[Work instructions] Look below for the line that contains "pub use sea_orm_migration::prelude::*;", then copy it and each following line exactly, through and including the line that contains "fn migrations() ->".

BEGIN Record set

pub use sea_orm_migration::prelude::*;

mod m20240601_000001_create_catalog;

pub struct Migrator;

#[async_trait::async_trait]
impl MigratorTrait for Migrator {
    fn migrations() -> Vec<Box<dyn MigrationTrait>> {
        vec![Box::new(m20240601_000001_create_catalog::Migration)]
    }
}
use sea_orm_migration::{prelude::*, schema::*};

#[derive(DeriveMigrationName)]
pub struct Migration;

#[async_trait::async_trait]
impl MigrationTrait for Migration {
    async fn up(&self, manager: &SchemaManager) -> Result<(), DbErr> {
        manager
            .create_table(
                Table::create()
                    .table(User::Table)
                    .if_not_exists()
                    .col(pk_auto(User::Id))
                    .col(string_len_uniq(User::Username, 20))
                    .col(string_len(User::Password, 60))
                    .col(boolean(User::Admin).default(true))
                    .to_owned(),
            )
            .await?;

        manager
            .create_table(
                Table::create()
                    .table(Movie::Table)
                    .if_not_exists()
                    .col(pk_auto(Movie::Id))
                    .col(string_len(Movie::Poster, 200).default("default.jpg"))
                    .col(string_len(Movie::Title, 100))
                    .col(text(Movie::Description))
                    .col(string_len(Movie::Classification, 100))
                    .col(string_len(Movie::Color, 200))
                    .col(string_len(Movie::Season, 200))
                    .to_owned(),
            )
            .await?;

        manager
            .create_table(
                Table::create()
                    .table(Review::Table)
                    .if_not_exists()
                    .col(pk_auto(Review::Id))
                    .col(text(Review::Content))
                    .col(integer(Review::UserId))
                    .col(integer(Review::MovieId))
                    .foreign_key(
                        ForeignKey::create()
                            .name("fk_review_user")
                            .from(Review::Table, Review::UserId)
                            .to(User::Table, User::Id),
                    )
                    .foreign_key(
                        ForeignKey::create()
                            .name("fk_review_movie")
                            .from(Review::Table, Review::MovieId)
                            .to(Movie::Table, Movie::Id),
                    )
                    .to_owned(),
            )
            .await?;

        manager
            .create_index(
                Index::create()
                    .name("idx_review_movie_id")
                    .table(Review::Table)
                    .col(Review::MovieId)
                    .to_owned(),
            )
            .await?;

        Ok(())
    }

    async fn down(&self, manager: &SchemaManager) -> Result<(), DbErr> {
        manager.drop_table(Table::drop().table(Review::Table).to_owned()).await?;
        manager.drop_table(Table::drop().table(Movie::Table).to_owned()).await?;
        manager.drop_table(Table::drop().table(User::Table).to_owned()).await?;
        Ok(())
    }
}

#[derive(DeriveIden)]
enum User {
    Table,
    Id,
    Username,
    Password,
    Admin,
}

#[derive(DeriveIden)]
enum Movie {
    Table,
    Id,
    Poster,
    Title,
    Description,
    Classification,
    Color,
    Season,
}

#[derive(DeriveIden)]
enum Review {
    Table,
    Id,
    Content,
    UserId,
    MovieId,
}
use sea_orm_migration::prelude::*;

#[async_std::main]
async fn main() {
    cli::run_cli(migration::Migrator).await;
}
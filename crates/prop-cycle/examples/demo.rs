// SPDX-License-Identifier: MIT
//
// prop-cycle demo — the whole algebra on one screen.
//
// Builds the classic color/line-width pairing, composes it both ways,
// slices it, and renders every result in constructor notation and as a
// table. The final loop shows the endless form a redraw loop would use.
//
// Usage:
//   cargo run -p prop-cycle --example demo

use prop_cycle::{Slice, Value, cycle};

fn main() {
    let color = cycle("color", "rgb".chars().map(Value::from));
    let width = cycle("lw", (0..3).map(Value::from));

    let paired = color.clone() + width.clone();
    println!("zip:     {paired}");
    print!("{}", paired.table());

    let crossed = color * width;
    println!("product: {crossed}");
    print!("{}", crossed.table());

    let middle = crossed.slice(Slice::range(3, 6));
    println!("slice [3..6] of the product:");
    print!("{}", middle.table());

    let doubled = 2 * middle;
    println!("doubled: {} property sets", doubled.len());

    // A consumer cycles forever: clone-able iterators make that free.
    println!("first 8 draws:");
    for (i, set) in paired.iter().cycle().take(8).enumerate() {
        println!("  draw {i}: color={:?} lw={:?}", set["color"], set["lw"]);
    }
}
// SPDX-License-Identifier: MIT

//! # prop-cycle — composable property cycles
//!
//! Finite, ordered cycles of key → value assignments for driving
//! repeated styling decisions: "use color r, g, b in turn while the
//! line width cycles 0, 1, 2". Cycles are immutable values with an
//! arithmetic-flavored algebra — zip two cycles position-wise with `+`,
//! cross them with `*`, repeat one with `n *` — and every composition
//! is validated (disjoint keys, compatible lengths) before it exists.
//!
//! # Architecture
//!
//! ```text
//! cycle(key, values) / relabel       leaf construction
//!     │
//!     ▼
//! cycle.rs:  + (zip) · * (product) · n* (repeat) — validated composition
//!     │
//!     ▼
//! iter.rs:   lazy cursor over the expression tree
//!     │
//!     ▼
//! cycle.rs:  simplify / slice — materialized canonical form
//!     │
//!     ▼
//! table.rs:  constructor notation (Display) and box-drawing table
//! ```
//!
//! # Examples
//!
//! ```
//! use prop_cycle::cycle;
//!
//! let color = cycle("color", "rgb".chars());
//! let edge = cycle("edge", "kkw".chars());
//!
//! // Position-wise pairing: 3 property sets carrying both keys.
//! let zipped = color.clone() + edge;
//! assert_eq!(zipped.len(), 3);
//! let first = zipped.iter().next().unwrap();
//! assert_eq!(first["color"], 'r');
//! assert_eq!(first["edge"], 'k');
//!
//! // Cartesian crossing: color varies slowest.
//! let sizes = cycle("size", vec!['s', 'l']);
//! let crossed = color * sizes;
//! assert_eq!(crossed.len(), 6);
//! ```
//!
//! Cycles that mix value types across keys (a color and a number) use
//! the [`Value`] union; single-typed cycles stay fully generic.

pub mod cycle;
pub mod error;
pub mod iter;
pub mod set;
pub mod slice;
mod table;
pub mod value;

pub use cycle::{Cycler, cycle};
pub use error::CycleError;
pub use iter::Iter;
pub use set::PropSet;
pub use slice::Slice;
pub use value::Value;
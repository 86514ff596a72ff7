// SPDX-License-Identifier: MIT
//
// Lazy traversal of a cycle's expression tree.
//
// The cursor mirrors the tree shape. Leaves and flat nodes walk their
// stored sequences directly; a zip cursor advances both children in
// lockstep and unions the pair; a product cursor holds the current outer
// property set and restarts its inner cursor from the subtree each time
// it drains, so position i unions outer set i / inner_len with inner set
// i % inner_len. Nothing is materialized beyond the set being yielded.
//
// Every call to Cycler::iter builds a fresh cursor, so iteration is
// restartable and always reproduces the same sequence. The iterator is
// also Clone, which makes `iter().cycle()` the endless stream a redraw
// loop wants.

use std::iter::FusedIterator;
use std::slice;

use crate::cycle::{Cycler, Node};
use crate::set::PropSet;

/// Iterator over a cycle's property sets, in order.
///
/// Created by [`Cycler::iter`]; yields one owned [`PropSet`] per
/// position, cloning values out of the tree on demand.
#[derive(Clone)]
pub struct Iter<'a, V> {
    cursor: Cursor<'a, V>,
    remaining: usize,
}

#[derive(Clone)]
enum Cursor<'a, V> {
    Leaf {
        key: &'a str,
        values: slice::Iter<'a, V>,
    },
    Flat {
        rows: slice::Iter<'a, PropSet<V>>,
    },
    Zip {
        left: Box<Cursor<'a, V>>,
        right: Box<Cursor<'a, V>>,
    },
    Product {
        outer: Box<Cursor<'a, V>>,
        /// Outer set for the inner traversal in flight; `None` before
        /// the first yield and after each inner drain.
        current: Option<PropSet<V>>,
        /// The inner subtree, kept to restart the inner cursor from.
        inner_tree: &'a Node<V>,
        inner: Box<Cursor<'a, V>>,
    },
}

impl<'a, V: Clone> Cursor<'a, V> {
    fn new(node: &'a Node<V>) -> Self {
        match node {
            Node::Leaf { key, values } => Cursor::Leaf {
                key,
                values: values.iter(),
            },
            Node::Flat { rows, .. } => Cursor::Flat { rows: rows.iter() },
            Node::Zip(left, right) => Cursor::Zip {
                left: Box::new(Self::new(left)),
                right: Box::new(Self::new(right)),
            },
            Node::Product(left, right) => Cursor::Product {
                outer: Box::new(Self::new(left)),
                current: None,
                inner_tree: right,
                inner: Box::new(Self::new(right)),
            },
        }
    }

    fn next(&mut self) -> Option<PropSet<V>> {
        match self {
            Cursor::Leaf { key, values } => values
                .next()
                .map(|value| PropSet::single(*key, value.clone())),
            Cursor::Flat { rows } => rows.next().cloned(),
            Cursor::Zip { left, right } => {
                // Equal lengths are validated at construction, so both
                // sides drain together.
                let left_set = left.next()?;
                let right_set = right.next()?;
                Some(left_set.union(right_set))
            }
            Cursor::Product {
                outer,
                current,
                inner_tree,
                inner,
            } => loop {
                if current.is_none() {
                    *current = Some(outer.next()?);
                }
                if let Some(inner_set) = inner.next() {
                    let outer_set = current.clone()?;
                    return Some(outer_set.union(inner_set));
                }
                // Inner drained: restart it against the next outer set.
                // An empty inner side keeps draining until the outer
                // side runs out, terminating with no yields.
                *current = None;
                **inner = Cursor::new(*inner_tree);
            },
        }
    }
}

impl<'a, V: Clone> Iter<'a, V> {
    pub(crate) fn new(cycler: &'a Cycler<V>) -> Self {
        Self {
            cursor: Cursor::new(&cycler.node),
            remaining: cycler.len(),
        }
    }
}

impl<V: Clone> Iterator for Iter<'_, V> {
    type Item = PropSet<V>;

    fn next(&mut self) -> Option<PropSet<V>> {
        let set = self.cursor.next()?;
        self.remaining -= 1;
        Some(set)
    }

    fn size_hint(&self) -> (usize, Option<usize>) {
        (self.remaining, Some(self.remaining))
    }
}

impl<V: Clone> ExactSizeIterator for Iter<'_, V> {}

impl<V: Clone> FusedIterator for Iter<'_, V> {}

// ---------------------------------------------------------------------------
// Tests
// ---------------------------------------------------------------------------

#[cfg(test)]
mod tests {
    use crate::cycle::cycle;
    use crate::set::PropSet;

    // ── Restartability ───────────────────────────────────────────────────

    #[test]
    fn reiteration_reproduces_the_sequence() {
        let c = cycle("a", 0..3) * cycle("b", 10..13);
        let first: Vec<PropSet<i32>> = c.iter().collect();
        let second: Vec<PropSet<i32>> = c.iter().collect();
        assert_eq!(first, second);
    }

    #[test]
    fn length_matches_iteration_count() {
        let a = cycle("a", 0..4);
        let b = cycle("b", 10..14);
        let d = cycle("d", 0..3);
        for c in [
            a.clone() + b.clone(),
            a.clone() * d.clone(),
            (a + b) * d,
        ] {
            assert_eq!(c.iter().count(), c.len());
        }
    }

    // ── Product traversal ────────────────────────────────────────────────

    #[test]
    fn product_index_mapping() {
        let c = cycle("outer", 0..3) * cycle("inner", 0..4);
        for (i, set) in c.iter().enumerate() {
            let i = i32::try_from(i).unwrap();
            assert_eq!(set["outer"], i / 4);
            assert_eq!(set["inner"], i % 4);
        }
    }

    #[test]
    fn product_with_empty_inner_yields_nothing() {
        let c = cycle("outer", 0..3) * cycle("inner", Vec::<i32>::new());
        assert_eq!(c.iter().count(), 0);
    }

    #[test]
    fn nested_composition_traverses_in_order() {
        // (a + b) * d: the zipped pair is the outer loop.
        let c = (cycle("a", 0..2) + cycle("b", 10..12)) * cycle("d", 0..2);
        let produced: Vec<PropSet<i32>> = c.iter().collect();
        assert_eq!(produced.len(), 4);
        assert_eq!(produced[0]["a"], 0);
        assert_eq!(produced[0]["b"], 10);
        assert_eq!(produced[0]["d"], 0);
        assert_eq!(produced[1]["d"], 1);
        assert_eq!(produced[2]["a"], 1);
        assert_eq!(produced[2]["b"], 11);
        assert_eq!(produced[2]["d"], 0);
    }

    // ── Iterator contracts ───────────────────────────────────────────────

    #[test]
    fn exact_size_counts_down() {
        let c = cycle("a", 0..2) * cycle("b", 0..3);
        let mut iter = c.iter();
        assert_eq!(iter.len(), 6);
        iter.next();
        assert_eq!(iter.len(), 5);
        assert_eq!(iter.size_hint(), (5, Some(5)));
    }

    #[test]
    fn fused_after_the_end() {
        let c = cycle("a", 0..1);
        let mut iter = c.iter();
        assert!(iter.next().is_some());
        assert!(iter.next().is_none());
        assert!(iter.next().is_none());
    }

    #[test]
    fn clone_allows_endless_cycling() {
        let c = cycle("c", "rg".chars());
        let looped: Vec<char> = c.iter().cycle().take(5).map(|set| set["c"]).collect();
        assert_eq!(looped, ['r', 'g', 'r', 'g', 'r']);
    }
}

END Record set
BEGIN Record set

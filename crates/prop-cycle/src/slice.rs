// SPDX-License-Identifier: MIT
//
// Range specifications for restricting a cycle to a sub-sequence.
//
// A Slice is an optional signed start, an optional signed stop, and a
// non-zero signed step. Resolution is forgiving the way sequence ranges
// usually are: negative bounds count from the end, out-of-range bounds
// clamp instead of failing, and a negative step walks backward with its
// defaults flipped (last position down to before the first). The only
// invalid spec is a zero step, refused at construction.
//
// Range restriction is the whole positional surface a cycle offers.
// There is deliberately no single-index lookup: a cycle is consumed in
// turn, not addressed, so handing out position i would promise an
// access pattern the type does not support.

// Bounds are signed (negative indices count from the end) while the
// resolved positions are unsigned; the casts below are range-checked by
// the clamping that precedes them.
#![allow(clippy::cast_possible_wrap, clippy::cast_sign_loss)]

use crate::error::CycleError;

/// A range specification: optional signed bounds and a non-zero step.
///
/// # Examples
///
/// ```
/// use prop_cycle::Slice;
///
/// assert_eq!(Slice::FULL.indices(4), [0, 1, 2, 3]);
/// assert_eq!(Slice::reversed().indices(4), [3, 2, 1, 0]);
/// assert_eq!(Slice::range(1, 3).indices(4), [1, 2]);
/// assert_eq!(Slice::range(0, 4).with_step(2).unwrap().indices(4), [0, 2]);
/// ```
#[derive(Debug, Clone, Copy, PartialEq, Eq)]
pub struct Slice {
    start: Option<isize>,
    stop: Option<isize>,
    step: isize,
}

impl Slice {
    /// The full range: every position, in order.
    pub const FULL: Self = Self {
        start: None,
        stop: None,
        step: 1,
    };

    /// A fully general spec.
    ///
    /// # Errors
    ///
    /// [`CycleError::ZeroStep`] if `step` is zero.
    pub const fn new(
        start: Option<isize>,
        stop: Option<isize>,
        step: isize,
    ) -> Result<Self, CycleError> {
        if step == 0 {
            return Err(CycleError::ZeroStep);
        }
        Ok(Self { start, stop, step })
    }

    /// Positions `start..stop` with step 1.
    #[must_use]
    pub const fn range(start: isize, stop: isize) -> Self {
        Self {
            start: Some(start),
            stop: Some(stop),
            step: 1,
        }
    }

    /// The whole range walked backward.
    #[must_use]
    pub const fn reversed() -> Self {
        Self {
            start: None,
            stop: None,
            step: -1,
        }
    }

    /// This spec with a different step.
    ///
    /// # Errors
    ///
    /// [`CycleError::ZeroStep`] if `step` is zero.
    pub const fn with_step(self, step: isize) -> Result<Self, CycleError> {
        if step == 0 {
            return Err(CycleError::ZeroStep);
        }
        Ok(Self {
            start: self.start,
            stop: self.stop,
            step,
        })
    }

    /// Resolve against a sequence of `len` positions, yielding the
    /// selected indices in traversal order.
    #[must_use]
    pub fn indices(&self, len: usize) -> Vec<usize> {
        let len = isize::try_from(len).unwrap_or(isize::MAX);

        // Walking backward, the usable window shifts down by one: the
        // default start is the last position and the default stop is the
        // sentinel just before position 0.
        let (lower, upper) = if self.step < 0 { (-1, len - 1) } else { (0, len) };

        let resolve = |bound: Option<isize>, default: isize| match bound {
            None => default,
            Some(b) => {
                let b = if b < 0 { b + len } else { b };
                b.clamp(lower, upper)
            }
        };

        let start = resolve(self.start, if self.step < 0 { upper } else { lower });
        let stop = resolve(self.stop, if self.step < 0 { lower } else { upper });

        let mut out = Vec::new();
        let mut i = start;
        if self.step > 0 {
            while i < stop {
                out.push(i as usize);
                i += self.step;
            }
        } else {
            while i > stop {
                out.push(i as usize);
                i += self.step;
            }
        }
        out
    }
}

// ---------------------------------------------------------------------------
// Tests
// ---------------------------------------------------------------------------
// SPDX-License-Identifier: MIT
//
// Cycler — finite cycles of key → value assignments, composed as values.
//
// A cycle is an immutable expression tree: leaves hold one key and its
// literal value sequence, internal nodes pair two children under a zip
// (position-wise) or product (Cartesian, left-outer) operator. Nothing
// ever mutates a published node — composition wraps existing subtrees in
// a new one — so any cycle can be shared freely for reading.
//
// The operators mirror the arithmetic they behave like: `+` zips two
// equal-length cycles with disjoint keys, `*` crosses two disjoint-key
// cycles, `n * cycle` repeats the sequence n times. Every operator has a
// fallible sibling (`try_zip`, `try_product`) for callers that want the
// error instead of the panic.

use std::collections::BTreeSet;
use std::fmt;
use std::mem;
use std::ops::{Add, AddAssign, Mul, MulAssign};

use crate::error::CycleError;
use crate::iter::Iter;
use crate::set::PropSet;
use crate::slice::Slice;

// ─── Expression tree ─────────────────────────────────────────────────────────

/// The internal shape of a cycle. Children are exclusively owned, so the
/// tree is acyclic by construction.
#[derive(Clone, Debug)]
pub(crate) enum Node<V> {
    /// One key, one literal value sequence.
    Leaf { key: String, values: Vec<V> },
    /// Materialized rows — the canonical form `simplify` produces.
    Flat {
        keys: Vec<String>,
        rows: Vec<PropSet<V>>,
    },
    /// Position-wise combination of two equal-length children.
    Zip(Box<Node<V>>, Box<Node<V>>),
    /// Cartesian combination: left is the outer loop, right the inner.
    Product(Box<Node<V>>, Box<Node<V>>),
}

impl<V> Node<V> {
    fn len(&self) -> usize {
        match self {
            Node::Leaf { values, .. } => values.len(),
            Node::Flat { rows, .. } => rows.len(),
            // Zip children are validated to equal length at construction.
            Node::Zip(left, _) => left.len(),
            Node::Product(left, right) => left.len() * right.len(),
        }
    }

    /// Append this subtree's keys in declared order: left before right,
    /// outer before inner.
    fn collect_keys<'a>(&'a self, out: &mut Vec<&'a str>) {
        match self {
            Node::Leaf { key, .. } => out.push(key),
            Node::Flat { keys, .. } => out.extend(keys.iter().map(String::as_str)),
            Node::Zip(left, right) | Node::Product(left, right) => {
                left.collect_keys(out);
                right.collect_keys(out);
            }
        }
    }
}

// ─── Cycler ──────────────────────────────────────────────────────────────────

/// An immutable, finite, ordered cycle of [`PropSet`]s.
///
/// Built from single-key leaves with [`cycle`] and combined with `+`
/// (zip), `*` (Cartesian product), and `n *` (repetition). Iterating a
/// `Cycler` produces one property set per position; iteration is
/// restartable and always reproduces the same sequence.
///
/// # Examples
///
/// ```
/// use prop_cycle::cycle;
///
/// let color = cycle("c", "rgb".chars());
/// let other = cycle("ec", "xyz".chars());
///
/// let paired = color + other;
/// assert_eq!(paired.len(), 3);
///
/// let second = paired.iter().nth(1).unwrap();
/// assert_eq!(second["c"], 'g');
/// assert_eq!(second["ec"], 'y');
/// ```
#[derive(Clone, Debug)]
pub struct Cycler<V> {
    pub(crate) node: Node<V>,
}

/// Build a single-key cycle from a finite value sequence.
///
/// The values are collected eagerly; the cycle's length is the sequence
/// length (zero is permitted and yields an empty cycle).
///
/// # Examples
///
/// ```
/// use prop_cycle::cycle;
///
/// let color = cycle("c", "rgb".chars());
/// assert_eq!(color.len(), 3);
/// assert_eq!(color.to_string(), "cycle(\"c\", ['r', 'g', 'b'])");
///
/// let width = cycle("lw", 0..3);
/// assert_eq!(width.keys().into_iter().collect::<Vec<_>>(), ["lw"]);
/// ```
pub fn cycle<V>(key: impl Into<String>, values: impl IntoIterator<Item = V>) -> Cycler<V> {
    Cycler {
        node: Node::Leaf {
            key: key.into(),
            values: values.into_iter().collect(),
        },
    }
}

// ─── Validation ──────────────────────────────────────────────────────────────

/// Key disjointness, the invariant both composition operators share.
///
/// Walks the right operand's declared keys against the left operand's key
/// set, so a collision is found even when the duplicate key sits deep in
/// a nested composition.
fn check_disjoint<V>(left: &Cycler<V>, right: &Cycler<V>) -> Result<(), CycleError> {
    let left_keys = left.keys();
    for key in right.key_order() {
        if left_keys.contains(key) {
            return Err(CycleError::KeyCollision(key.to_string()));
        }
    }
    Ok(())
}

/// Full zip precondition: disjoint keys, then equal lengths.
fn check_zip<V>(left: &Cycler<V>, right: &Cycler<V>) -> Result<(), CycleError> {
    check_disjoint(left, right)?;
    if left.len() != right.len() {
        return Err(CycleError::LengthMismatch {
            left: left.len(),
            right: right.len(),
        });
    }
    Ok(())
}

END Record set
BEGIN Record set

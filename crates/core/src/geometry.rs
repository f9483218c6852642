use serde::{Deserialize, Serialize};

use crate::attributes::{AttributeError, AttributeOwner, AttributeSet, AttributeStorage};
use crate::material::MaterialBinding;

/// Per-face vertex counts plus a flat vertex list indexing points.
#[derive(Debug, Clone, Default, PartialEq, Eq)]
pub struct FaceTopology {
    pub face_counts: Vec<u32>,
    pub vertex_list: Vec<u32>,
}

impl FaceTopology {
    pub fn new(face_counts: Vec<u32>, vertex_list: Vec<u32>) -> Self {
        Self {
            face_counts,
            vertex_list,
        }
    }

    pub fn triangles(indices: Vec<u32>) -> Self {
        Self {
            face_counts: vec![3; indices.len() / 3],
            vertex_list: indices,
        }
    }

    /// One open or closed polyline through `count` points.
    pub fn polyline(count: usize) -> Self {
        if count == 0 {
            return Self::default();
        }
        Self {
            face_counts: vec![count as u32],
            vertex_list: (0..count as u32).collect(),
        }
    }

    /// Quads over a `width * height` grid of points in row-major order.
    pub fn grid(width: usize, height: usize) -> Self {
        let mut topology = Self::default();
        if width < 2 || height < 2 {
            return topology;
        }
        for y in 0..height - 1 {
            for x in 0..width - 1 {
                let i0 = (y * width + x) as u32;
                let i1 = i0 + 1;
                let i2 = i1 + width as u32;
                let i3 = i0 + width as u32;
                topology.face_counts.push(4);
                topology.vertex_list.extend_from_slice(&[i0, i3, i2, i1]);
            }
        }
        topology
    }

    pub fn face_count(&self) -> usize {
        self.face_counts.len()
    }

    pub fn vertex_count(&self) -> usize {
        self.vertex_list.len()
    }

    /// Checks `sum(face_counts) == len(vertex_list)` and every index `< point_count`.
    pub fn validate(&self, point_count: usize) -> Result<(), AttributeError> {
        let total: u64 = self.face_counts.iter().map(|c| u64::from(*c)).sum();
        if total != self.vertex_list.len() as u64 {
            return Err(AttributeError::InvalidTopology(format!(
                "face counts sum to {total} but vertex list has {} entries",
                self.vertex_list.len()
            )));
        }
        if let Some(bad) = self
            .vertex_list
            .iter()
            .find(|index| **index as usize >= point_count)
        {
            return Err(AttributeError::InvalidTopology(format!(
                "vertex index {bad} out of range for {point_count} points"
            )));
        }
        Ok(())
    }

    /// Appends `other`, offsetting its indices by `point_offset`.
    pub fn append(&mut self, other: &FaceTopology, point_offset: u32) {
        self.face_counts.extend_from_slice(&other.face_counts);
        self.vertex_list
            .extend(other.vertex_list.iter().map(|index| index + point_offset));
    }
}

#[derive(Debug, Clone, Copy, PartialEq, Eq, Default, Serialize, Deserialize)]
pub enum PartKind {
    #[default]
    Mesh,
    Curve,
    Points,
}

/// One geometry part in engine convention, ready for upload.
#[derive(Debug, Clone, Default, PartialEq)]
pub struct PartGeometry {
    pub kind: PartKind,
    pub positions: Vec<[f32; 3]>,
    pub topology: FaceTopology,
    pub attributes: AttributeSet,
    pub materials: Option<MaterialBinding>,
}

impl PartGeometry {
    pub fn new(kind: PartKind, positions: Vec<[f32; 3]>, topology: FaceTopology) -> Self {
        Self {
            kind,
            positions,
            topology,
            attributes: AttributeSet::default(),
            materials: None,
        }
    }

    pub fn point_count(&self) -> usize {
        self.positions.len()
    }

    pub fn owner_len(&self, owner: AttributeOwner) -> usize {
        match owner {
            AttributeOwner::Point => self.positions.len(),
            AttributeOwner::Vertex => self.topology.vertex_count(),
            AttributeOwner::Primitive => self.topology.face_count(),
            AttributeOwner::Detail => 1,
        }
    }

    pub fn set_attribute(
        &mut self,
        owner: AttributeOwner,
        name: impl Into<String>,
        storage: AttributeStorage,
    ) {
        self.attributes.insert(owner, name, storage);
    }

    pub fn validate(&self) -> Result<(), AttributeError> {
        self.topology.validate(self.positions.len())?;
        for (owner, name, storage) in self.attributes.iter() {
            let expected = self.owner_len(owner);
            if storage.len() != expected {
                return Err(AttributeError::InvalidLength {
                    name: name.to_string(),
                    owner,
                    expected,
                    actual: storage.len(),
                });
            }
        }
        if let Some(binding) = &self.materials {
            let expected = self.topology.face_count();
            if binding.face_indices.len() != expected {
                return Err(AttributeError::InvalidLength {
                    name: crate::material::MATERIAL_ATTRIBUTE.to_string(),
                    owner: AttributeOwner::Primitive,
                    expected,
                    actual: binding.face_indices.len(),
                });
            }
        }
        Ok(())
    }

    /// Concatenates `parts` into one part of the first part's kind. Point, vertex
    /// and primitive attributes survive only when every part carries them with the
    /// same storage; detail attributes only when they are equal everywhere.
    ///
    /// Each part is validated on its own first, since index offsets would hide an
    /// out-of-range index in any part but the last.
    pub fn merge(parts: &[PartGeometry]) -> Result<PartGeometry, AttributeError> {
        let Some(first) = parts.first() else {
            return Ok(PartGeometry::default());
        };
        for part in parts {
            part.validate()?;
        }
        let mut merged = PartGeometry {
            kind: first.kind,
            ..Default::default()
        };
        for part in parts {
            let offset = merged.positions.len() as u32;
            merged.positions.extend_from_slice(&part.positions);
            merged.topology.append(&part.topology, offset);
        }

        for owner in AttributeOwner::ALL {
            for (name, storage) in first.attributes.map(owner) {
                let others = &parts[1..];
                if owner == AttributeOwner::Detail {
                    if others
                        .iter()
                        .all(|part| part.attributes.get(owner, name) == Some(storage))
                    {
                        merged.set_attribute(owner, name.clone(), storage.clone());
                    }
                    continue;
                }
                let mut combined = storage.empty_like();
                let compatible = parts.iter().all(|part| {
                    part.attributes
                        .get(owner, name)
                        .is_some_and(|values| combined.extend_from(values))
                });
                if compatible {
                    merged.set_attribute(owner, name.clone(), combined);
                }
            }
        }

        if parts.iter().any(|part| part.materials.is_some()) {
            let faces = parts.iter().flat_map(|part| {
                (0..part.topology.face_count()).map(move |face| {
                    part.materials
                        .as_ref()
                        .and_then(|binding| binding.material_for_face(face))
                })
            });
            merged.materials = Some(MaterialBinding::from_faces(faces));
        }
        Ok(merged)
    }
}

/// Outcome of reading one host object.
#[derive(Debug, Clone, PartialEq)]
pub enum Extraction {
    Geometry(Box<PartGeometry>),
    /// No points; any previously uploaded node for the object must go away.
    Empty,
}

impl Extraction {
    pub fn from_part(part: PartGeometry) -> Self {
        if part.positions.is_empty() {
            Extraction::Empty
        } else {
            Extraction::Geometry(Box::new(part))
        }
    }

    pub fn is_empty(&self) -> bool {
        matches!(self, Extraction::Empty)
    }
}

END Record set

[Exercise answer]
pub use sea_orm_migration::prelude::*;

mod m20240601_000001_create_catalog;

pub struct Migrator;

#[async_trait::async_trait]
impl MigratorTrait for Migrator {
    fn migrations() -> Vec<Box<dyn MigrationTrait>> {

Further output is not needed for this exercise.